Cerita sebelumnya
Bagian 3
"Ternyata, kamu masih sama, Mon." Tatapannya tajam. Sungguh membiusku.
"Kupikir kamu sudah berubah," lanjutnya. Bibirku jadi kelu. Tak bisa berucap lagi. Saat ini dia benar-benar sukses membuatku seperti manusia bodoh yang sedang kebingungan mencari contekan saat ujian. Aku tidak berubah bagaimana? Batinku.
"Setelah kita berpisah, aku berharap ada seseorang lagi yang hadir untuk menggantikanmu, Mon."
Rangkaian ucapannya menghipnotisku. Aku seperti sedang tidak berhadapan dengan Johan yang biasanya. Dia nampak serius. Bahkan, dia tidak memakai kata "elu, gue" kayak sebelumnya.
"Dan, akhirnya, udah ada kan sekarang?" pungkasku. Entah, aku bisa kuat nggak menerima jawaban sekaligus kenyataan, bahwa lelaki di depanku ini sebentar lagi akan benar-benar berpisah denganku. Dimiliki oleh orang lain. Batinku bergejolak.
Sejurus kemudian, Johan mengeluarkan secarik kertas tebal bewarna-warni dari saku bajunya. Kertas itu terlipat rapi menjadi sebesar ukuran kartu nama. Lalu dia ulurkan padaku.
"Ini undangannya?

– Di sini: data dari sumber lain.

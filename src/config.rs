//! Configuration loading and management for recap.
//!
//! Loads settings from `recap.toml` with environment variable overrides for sensitive data.
//! When no config file exists the built-in defaults are used.

use crate::agent::{default_candidates, Credential, KeyStore, ServiceConfig, DEFAULT_BASE_URL};
use crate::summary::DetailLevel;
use serde::{Deserialize, Serialize};
use std::path::{Path, PathBuf};
use thiserror::Error;

const CONFIG_FILE: &str = "recap.toml";

#[derive(Error, Debug)]
pub enum ConfigError {
    #[error("failed to read config file: {0}")]
    ReadError(#[from] std::io::Error),
    #[error("failed to parse config: {0}")]
    ParseError(#[from] toml::de::Error),
    #[error("missing credential: set GEMINI_API_KEY or GEMINI_OAUTH_TOKEN, or add [api] key to recap.toml")]
    MissingCredential,
}

/// Gemini API access
#[derive(Debug, Clone, Serialize, Deserialize)]
pub struct ApiConfig {
    #[serde(default = "default_base_url")]
    pub base_url: String,
    /// API key, sent as a query parameter
    #[serde(default)]
    pub key: Option<String>,
    /// OAuth access token obtained by an external sign-in flow
    #[serde(default)]
    pub oauth_token: Option<String>,
}

fn default_base_url() -> String {
    DEFAULT_BASE_URL.to_string()
}

impl Default for ApiConfig {
    fn default() -> Self {
        Self {
            base_url: default_base_url(),
            key: None,
            oauth_token: None,
        }
    }
}

#[derive(Debug, Clone, Default, Serialize, Deserialize)]
pub struct SummaryConfig {
    /// Detail level used when none is given on the command line
    #[serde(default)]
    pub detail: DetailLevel,
}

/// Root configuration structure
#[derive(Debug, Clone, Serialize, Deserialize)]
pub struct Config {
    #[serde(default)]
    pub api: ApiConfig,
    #[serde(default)]
    pub summary: SummaryConfig,
    /// Candidate models, tried in order
    #[serde(default = "default_candidates")]
    pub models: Vec<ServiceConfig>,
}

impl Default for Config {
    fn default() -> Self {
        Self {
            api: ApiConfig::default(),
            summary: SummaryConfig::default(),
            models: default_candidates(),
        }
    }
}

impl Config {
    /// Load configuration from the default location (recap.toml in cwd or home)
    pub fn load() -> Result<Self, ConfigError> {
        let mut config = match Self::find_config_file() {
            Some(path) => Self::read(&path)?,
            None => Config::default(),
        };
        config.apply_env();
        Ok(config)
    }

    /// Load configuration from a specific path
    pub fn load_from(path: &Path) -> Result<Self, ConfigError> {
        let mut config = Self::read(path)?;
        config.apply_env();
        Ok(config)
    }

    fn read(path: &Path) -> Result<Self, ConfigError> {
        let content = std::fs::read_to_string(path)?;
        Ok(toml::from_str(&content)?)
    }

    fn apply_env(&mut self) {
        if let Ok(key) = std::env::var("GEMINI_API_KEY") {
            self.api.key = Some(key);
        }
        if let Ok(token) = std::env::var("GEMINI_OAUTH_TOKEN") {
            self.api.oauth_token = Some(token);
        }
    }

    /// Find the config file in standard locations
    fn find_config_file() -> Option<PathBuf> {
        let local_config = PathBuf::from(CONFIG_FILE);
        if local_config.exists() {
            return Some(local_config);
        }

        let home_config = dirs::home_dir()?
            .join(".config")
            .join("recap")
            .join(CONFIG_FILE);
        home_config.exists().then_some(home_config)
    }

    /// Resolve the credential for a request, preferring the API key
    pub fn credential(&self) -> Result<Credential, ConfigError> {
        Credential::resolve(self.api.key.as_deref(), self.api.oauth_token.as_deref())
            .map_err(|_| ConfigError::MissingCredential)
    }
}

impl KeyStore for Config {
    fn api_key(&self) -> Option<String> {
        self.api.key.api_key()
    }
}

Kecil amat. Gak elegant banget, sih," ejekku seraya membuang rasa tegang yang mulai menjalar ke seluruh raga. Sementara Johan tetep terlihat cool, dalam hati jangan-jangan dia tertawa riang karena sudah menang mau menikah duluan.
Lembaran kertas itu kubuka. Tertulis, "Maimunah dan Johan." Aku langsung terbelalak.
"Namanya, kok? Kaya nama gue?"
"Iya, itu kamu."
Aku terpaku. Keringatku dingin. Kugerak-gerakkan pergelangan kakiku berharap aku masih menapak di bumi.
"Mon, enam bulan terakhir ini, hidupku sepi. Meski banyak teman wanita di luar sana, tapi belum ada wanita yang secerewet dan selucu kamu."
"Maksud loe?" Mendadak emosi tersulut. Lalu dia tertawa ngakak, memperlihatkan rangkaian gigi putihnya. Namun ada secercah kerinduan yang terbayar saat bertemu dia kembali.
"Kamu, belum berubah, kan, Mon? Masih ada rasa cinta, kan, buatku?" Dia kembali serius. Tapi aku masih bimbang untuk bekata. Bohong kalau aku tidak memikirkan dia. Bohong kalau aku bahagia setelah kemarin berpisah dengannya. Dan sekarang, dia datang lagi dengan membawa segenggam harapan baru. Apakah ini saatnya?
"Aku, belum berubah. Tapi aku mau berubah," ucapku.
Lelaki selisih 3 tahun dariku itu nampak bertanya-tanya.
"Aku harus move on," tukasku.
"Jadi?" tanyanya lirih.
"Aku harus move on dari Mona yang dulu. Aku harus berubah jadi pribadi yang lebih dewasa. Aku nyesel udah bersifat kekanak-kanaknya."
Johan lalu memegang tanganku. Pandangan kami mulai beradu.
"Jadi, kamu mau menikah denganku, Maimunah?"
Aku tersenyum. Lalu mengangguk.
Pemandangan hamparan sawah di samping jendela terasa indah. Seakan menjadi saksi kebahagiaan kami hari ini.